**RECORDS SUPPLIED:**
Start of Block
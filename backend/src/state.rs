use std::sync::Arc;

use super::{config::Config, error::AppError};

pub struct AppState {
    pub config: Config,
    pub client: reqwest::Client,
}

impl AppState {
    pub fn new(config: Config) -> Result<Arc<Self>, AppError> {
        let client = reqwest::Client::builder()
            .timeout(config.upstream_timeout)
            .build()
            .map_err(|e| AppError::Internal(format!("http client: {e}")))?;

        Ok(Arc::new(Self { config, client }))
    }
}

#[cfg(test)]
mod tests {
    use super::*;

    #[test]
    fn builds_from_default_config() {
        let state = AppState::new(Config::default()).unwrap();
        assert_eq!(state.config.port, crate::config::DEFAULT_PORT);
        assert!(state.config.upstream_url.is_none());
    }
}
End of Block
**BRIEF:** Each line of the data above should appear again in your answer, exactly as given.

**ANSWER BOX:**
filename backend/src/state.rs
use std::sync::Arc;

use super::{config::Config, error::AppError};

pub struct AppState {
    pub config: Config,
    pub client: reqwest::Client,
}

impl AppState {
    pub fn new(config: Config) -> Result<Arc<Self>, AppError> {
        let client = reqwest::Client::builder()
            .timeout(config.upstream_timeout)
            .build()
            .map_err(|e| AppError::Internal(format!("http client: {e}")))?;

        Ok(Arc::new(Self { config, client }))
    }
}

#[cfg(test)]
mod tests {
    use super::*;

    #[test]
    fn builds_from_default_config() {
        let state = AppState::new(Config::default()).unwrap();
        assert_eq!(state.config.port, crate::config::DEFAULT_PORT);
        assert!(state.config.upstream_url.is_none());
    }
}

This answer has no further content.